▶ [ACTION ITEM]
Every line in the listing below from the one with "Self::build(Err(err), Duration::ZERO)" through the one with "pub fn last_request(&self)" is to be reproduced exactly, both ends included; leave out the rest.

▶ [EXTRACTED RECORDS]
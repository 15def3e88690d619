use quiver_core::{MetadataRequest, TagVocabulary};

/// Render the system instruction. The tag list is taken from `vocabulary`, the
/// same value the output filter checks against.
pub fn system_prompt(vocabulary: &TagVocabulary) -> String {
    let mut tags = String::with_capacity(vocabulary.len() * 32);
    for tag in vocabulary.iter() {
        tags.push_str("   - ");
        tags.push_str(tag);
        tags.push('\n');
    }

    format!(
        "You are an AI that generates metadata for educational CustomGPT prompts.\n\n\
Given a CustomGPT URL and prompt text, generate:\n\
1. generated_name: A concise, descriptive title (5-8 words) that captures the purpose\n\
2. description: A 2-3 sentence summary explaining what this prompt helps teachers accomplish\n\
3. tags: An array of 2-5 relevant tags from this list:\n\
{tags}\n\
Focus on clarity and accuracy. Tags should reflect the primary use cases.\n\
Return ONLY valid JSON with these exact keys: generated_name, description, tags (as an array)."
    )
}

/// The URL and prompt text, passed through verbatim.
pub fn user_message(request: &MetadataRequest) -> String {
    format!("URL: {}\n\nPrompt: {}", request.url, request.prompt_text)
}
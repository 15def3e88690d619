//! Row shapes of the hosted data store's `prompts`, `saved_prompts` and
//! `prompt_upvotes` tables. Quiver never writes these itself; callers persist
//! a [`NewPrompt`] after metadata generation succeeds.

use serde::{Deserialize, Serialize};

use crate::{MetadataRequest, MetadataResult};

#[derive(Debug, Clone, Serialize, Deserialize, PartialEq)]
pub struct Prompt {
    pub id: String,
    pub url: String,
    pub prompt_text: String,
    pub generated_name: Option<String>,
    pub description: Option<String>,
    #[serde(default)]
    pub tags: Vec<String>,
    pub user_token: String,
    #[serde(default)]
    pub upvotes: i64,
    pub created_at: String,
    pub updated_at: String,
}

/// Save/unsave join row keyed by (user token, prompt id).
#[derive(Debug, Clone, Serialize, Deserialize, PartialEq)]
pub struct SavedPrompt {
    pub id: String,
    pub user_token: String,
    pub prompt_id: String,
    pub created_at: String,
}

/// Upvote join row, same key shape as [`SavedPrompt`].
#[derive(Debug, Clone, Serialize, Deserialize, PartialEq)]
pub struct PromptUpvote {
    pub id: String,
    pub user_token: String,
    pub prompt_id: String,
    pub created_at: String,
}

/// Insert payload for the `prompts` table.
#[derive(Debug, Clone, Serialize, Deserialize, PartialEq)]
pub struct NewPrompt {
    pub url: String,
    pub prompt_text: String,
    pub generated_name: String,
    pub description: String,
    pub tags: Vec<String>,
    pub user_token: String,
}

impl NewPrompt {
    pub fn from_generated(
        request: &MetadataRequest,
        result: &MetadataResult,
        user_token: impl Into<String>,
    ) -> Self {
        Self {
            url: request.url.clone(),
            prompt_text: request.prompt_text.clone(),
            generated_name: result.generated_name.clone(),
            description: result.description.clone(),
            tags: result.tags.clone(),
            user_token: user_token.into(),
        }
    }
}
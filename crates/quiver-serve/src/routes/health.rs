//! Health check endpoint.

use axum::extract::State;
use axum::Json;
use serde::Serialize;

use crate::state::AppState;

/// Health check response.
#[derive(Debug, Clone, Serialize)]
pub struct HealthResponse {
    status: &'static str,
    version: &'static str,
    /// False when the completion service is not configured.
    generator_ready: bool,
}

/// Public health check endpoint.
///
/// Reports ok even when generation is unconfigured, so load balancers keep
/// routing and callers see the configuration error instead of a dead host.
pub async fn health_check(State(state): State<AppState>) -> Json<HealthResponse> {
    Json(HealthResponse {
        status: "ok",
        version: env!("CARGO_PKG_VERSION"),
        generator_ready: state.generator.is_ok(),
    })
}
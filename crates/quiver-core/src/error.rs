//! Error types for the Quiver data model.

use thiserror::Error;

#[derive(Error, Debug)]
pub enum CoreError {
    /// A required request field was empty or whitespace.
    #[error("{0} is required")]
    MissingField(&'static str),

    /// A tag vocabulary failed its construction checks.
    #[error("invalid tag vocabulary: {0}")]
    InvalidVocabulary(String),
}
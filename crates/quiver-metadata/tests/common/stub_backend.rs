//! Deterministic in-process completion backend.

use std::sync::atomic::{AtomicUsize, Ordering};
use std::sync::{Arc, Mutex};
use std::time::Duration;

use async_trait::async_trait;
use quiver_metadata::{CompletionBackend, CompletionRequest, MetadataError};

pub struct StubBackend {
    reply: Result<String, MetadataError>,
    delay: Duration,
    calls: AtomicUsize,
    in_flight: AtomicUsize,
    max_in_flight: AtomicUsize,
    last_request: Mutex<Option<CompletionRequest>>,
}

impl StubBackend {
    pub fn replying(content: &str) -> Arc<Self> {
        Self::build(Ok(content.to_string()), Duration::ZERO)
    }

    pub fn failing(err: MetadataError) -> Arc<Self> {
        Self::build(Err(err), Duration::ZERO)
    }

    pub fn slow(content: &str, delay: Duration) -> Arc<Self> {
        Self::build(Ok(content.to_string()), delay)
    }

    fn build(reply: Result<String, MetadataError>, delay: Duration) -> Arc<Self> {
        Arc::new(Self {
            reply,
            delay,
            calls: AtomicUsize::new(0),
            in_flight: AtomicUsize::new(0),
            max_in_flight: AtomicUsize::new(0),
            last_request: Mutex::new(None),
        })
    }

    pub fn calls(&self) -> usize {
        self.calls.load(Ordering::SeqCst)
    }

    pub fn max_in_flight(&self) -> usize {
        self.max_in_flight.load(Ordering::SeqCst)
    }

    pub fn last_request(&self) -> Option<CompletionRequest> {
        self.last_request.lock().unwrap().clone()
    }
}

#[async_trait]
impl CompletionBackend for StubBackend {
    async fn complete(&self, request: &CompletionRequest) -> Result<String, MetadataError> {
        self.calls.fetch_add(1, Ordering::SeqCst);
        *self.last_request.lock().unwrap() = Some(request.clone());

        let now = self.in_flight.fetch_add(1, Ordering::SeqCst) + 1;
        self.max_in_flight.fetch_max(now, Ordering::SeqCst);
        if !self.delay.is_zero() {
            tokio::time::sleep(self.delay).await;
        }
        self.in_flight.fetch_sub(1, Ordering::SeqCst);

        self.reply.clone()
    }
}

▶ [EXERCISE OUTPUT]
        Self::build(Err(err), Duration::ZERO)
    }

    pub fn slow(content: &str, delay: Duration) -> Arc<Self> {
        Self::build(Ok(content.to_string()), delay)
    }

    fn build(reply: Result<String, MetadataError>, delay: Duration) -> Arc<Self> {
        Arc::new(Self {
            reply,
            delay,
            calls: AtomicUsize::new(0),
            in_flight: AtomicUsize::new(0),
            max_in_flight: AtomicUsize::new(0),
            last_request: Mutex::new(None),
        })
    }

    pub fn calls(&self) -> usize {
        self.calls.load(Ordering::SeqCst)
    }

    pub fn max_in_flight(&self) -> usize {
        self.max_in_flight.load(Ordering::SeqCst)
    }

    pub fn last_request(&self) -> Option<CompletionRequest> {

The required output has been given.